We hike into the bottom of a canyon where the white ribbon of water turns back into a rushing creek as we get closer. Across the bridge is a lone camp chair, no owner in sight. I collapse into it and filter the cool but not cold water into my bottle and drink, filter and drink until some of my basic needs are met and it doesn’t feel so bad anymore. Then I get up and we hike on, because we’re not at camp yet, and as wonderful as this stray chair is, it’s not the solution to anything, is it.

PCT Day 94 – SoBo Flip – Alyssa

Zero in Mammoth Lakes, no hiking.

Total PCT miles hiked: 1331

Due to our early start Keith (Starman) and I arrived at the Sierras when there was still a lot of snow, and decided it wasn’t safe to attempt a crossing given my skill level. We elected to flip up to northern California and hike southbound (SoBo) back to where we left off near Lone Pine – giving the snow a chance to melt out. During this flip the PCT milage will be counting down, but I’ll include a tally of our total milage hiked so that you can keep aprised of our progress in a linear fashion.

I met Alyssa and her husband at a hostel in Mammoth Lakes California. Keith and I sat with them around a pale wood dinner table eating and talking as outside the windows the sun set and the light cascading in faded and was replaced by the warm glow of overhead lighting. Over the course of her meal I watched as she drank a liter of Coke zero, poured out three ounces at a time over ice. Her and her husband were young, 26 but looking younger than that. Married at 26 feels impossibly young, but that is for them to decide, not me. 26 with long brown hair, a gentle face, and dark sparkling eyes behind horn rimmed glasses. As we talked, the men left one at a time to drift off to bed. It’s such a rare thing on the trail to spend time with another woman.
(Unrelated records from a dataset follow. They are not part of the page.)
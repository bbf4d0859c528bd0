//! Profile command implementation.

use crate::cli::{ProfileAction, ProfileArgs};
use crate::config::{Config, Profile};
use crate::error::{CliError, Result};
use crate::output::Formatter;

/// Execute the profile command.
pub async fn execute_profile(
    args: ProfileArgs,
    config: &mut Config,
    formatter: &Formatter,
) -> Result<()> {
    match args.action {
        ProfileAction::List => list_profiles(config, formatter),
        ProfileAction::Show => show_active_profile(config, formatter),
        ProfileAction::Switch { name } => switch_profile(config, name, formatter),
        ProfileAction::Set { name, url } => set_profile(config, name, url, formatter),
        ProfileAction::Delete { name } => delete_profile(config, name, formatter),
    }
}

/// List all profiles.
fn list_profiles(config: &Config, formatter: &Formatter) -> Result<()> {
    if config.profiles.is_empty() {
        println!("{}", formatter.info("No profiles configured"));
        return Ok(());
    }

    let mut names: Vec<&String> = config.profiles.keys().collect();
    names.sort();

    println!("Available profiles:");
    for name in names {
        let profile = &config.profiles[name];
        let marker = if *name == config.active_profile {
            "* "
        } else {
            "  "
        };
        println!(
            "{}{}",
            marker,
            if *name == config.active_profile {
                formatter.success(name)
            } else {
                name.clone()
            }
        );
        println!("    URL: {}", profile.service_url);
    }

    Ok(())
}

/// Show the active profile.
fn show_active_profile(config: &Config, formatter: &Formatter) -> Result<()> {
    let profile = config.get_active_profile()?;
    
    println!("Active profile: {}", formatter.success(&config.active_profile));
    println!("  URL: {}", profile.service_url);

    Ok(())
}

/// Switch to a different profile.
fn switch_profile(config: &mut Config, name: String, formatter: &Formatter) -> Result<()> {
    config.switch_profile(name.clone())?;
    config.save()?;
    println!(
        "{}",
        formatter.success(&format!("Switched to profile '{}'", name))
    );
    Ok(())
}

/// Create or update a profile.
fn set_profile(
    config: &mut Config,
    name: String,
    url: String,
    formatter: &Formatter,
) -> Result<()> {
    if !url.starts_with("http://") && !url.starts_with("https://") {
        return Err(CliError::InvalidInput(format!(
            "Service URL must start with http:// or https://, got '{}'",
            url
        )));
    }

    let profile = Profile { service_url: url };

    let action = if config.profiles.contains_key(&name) {
        "Updated"
    } else {
        "Created"
    };

    config.set_profile(name.clone(), profile);
    config.save()?;

    println!(
        "{}",
        formatter.success(&format!("{} profile '{}'", action, name))
    );

    Ok(())
}

/// Delete a profile.
fn delete_profile(config: &mut Config, name: String, formatter: &Formatter) -> Result<()> {
    if name == config.active_profile {
        return Err(CliError::NotPermitted(
            "Cannot delete the active profile".to_string(),
        ));
    }

    if config.profiles.remove(&name).is_some() {
        config.save()?;
        println!(
            "{}",
            formatter.success(&format!("Deleted profile '{}'", name))
        );
    } else {
        println!(
            "{}",
            formatter.warning(&format!("Profile '{}' does not exist", name))
        );
    }

    Ok(())
}

#[cfg(test)]
mod tests {
    use super::*;
    use crate::config::OutputFormat;

    /// Config backed by a throwaway file so saves never touch the home dir
    fn temp_config(dir: &tempfile::TempDir) -> Config {
        Config::load_from(&dir.path().join("config.toml")).unwrap()
    }

    #[test]
    fn test_set_and_switch_profile() {
        let dir = tempfile::tempdir().unwrap();
        let mut config = temp_config(&dir);
        let formatter = Formatter::new(OutputFormat::Table, false);

        // Set a new profile
        set_profile(
            &mut config,
            "test".to_string(),
            "http://localhost:3000".to_string(),
            &formatter,
        )
        .unwrap();

        assert!(config.profiles.contains_key("test"));

        // Switch to it
        switch_profile(&mut config, "test".to_string(), &formatter).unwrap();
        assert_eq!(config.active_profile, "test");

        let reloaded = temp_config(&dir);
        assert_eq!(reloaded.active_profile, "test");
        assert_eq!(reloaded.profiles["test"].service_url, "http://localhost:3000");
    }

    #[test]
    fn test_set_profile_rejects_bad_url() {
        let dir = tempfile::tempdir().unwrap();
        let mut config = temp_config(&dir);
        let formatter = Formatter::new(OutputFormat::Table, false);

        let result = set_profile(
            &mut config,
            "bad".to_string(),
            "localhost:3000".to_string(),
            &formatter,
        );
        assert!(matches!(result, Err(CliError::InvalidInput(_))));
        assert!(!config.profiles.contains_key("bad"));
    }

    #[test]
    fn test_delete_active_profile() {
        let dir = tempfile::tempdir().unwrap();
        let mut config = temp_config(&dir);
        let formatter = Formatter::new(OutputFormat::Table, false);

        let result = delete_profile(&mut config, "default".to_string(), &formatter);
        assert!(result.is_err());
    }
}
She’d come from Australia to do the trail, and unlike everyone else I’d met from that great nation continent, she wasn’t a nurse. Before the trail she left Brisbane and a job “filling in boxes in immigration” – a job and a city she had no desire to return to after the trail. But, she confessed, she felt mostly done with the trail now. The lustre and romance had worn off. Without as many words she made it clear that it wasn’t her idea to do this hike, but that she decided to try. The break and the adventure felt necessary. Like so many twenty something’s she felt stuck and bored, looking around at her life and wondering if this was really it.
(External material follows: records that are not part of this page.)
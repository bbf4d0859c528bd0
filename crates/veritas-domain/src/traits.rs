//! Trait definitions for the replaceable parts of evaluation
//!
//! The service composes one implementation of each trait. The shipped
//! implementations are placeholders; a real reasoning engine, citation index
//! or ledger client plugs in here without touching the wire contract.

use crate::evaluation::{Source, TransactionReference};
use thiserror::Error;

/// Errors raised while evaluating a question
#[derive(Debug, Error)]
pub enum EvaluationError {
    /// The question was missing or blank
    #[error("Question is required")]
    EmptyQuestion,

    /// The verdict strategy could not decide
    #[error("Verdict strategy failed: {0}")]
    Verdict(String),

    /// The reference generator could not produce a transaction
    #[error("Reference generation failed: {0}")]
    Reference(String),
}

/// Decides the boolean verdict for a question
pub trait VerdictStrategy: Send + Sync {
    /// Compute the verdict for `question`
    fn verdict(&self, question: &str) -> Result<bool, EvaluationError>;
}

/// Looks up citations for a question
pub trait SourceCatalog: Send + Sync {
    /// Sources relevant to `question`, possibly empty
    fn sources_for(&self, question: &str) -> Vec<Source>;
}

/// Produces the transaction reference recorded for an evaluation
pub trait ReferenceGenerator: Send + Sync {
    /// Generate a transaction hash together with its explorer URL
    fn generate(&self) -> Result<TransactionReference, EvaluationError>;
}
Her hope for the trail was to have time to reevaluate her life, to think deep thoughts while walking. To figure something out. But that “at the end of the day I’m just so tired, and there is always so much to do, sometimes I feel like I barely have the energy to take pictures much less write a blog and ponder life!” They might be done after Yosemite, or maybe just do Oregon and Washington, it’s still up in the air.
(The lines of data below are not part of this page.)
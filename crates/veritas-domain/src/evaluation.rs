//! Evaluation module - the request/response contract of `POST /api/evaluate`

use crate::traits::EvaluationError;
use serde::de::Error as _;
use serde::{Deserialize, Deserializer, Serialize};
use std::fmt;

/// Body of an evaluation request
///
/// A missing question, or one that is `null`, `false` or `0`, deserializes to
/// an empty string so that the service answers it with a validation error
/// rather than a decode error. Any other non-string value fails to decode.
#[derive(Debug, Clone, Default, PartialEq, Eq, Serialize, Deserialize)]
pub struct EvaluationRequest {
    /// Free-text question to evaluate
    #[serde(default, deserialize_with = "falsy_as_empty")]
    pub question: String,
}

impl EvaluationRequest {
    /// Create a request for the given question
    pub fn new(question: impl Into<String>) -> Self {
        Self {
            question: question.into(),
        }
    }

    /// Return the question if it carries any non-whitespace text
    ///
    /// # Examples
    ///
    /// ```
    /// use veritas_domain::EvaluationRequest;
    ///
    /// assert!(EvaluationRequest::new("Is water wet?").validated_question().is_ok());
    /// assert!(EvaluationRequest::new("   ").validated_question().is_err());
    /// ```
    pub fn validated_question(&self) -> Result<&str, EvaluationError> {
        if self.question.trim().is_empty() {
            return Err(EvaluationError::EmptyQuestion);
        }
        Ok(&self.question)
    }
}

#[derive(Deserialize)]
#[serde(untagged)]
enum RawQuestion {
    Text(String),
    Flag(bool),
    Number(f64),
}

fn falsy_as_empty<'de, D>(deserializer: D) -> Result<String, D::Error>
where
    D: Deserializer<'de>,
{
    match Option::<RawQuestion>::deserialize(deserializer) {
        Ok(None) | Ok(Some(RawQuestion::Flag(false))) => Ok(String::new()),
        Ok(Some(RawQuestion::Number(n))) if n == 0.0 => Ok(String::new()),
        Ok(Some(RawQuestion::Text(text))) => Ok(text),
        Ok(Some(_)) | Err(_) => Err(D::Error::custom("question must be a string")),
    }
}

/// A citation accompanying a verdict
///
/// No uniqueness constraint: the same source may appear more than once.
#[derive(Debug, Clone, PartialEq, Eq, Serialize, Deserialize)]
pub struct Source {
    /// Human-readable title
    pub title: String,

    /// Link to the cited material
    pub url: String,
}

impl Source {
    /// Create a new source
    pub fn new(title: impl Into<String>, url: impl Into<String>) -> Self {
        Self {
            title: title.into(),
            url: url.into(),
        }
    }
}

/// Lifecycle status of an evaluation
#[derive(Debug, Clone, Copy, PartialEq, Eq, Hash, Serialize, Deserialize)]
#[serde(rename_all = "lowercase")]
pub enum EvaluationStatus {
    /// Submitted but not yet evaluated
    Pending,

    /// Verdict computed
    Evaluated,

    /// Evaluation could not be completed
    Failed,
}

impl EvaluationStatus {
    /// Get the status name as a string
    pub fn as_str(&self) -> &'static str {
        match self {
            EvaluationStatus::Pending => "pending",
            EvaluationStatus::Evaluated => "evaluated",
            EvaluationStatus::Failed => "failed",
        }
    }
}

impl fmt::Display for EvaluationStatus {
    fn fmt(&self, f: &mut fmt::Formatter<'_>) -> fmt::Result {
        f.write_str(self.as_str())
    }
}

/// A mock ledger transaction and the explorer link that points at it
#[derive(Debug, Clone, PartialEq, Eq, Serialize, Deserialize)]
pub struct TransactionReference {
    /// `0x`-prefixed transaction hash
    pub tx_hash: String,

    /// Block explorer URL for `tx_hash`
    pub explorer_url: String,
}

impl TransactionReference {
    /// Build a reference whose explorer URL is `explorer_base` followed by the hash
    pub fn new(tx_hash: impl Into<String>, explorer_base: &str) -> Self {
        let tx_hash = tx_hash.into();
        let explorer_url = format!("{}{}", explorer_base, tx_hash);
        Self {
            tx_hash,
            explorer_url,
        }
    }
}

/// Structured verdict returned by the evaluation service
#[derive(Debug, Clone, PartialEq, Eq, Serialize, Deserialize)]
pub struct EvaluationResponse {
    /// The question as submitted
    pub question: String,

    /// Citations supporting the verdict (may be empty)
    pub sources: Vec<Source>,

    /// The verdict
    pub answer: bool,

    /// 64-char hex content hash of `question`
    pub hash: String,

    /// Evaluation status
    pub status: EvaluationStatus,

    /// Mock transaction hash
    pub tx_hash: String,

    /// Explorer link for the mock transaction
    pub explorer_url: String,
}

impl EvaluationResponse {
    /// Whether `explorer_url` points at `tx_hash`
    pub fn explorer_matches_tx(&self) -> bool {
        !self.tx_hash.is_empty() && self.explorer_url.contains(&self.tx_hash)
    }
}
Alyssa was nervous about what people back home would say, that they would think she failed. “Sometimes I wish I didn’t tell anybody at all about this hike, so I wouldn’t have to explain it if we didn’t finish.” It’s not fair, as is the way in life, that all hiking on the PCT is compared to a complete thru hike. In any other context hiking 1,000 miles, hiking for a month or three, hiking 200 miles, hiking for a week is an incredible accomplishment. But in comparison to a full thru hike all of those accomplishments feel like falling short. She hoped that this hike will still change her, but maybe it would take time to fully realize how.

It’s funny, or perhaps just annoying and sad, how we can give advise that we are least likely to accept ourselves. I told her to be proud of everything she has accomplished and to not be so eager to compare herself to others. In many ways, achievements are only what we make of them, the story we tell about something is often as important as the doing, and we can turn bad moments into good stories. That any experience you learn from is valuable in it’s own way.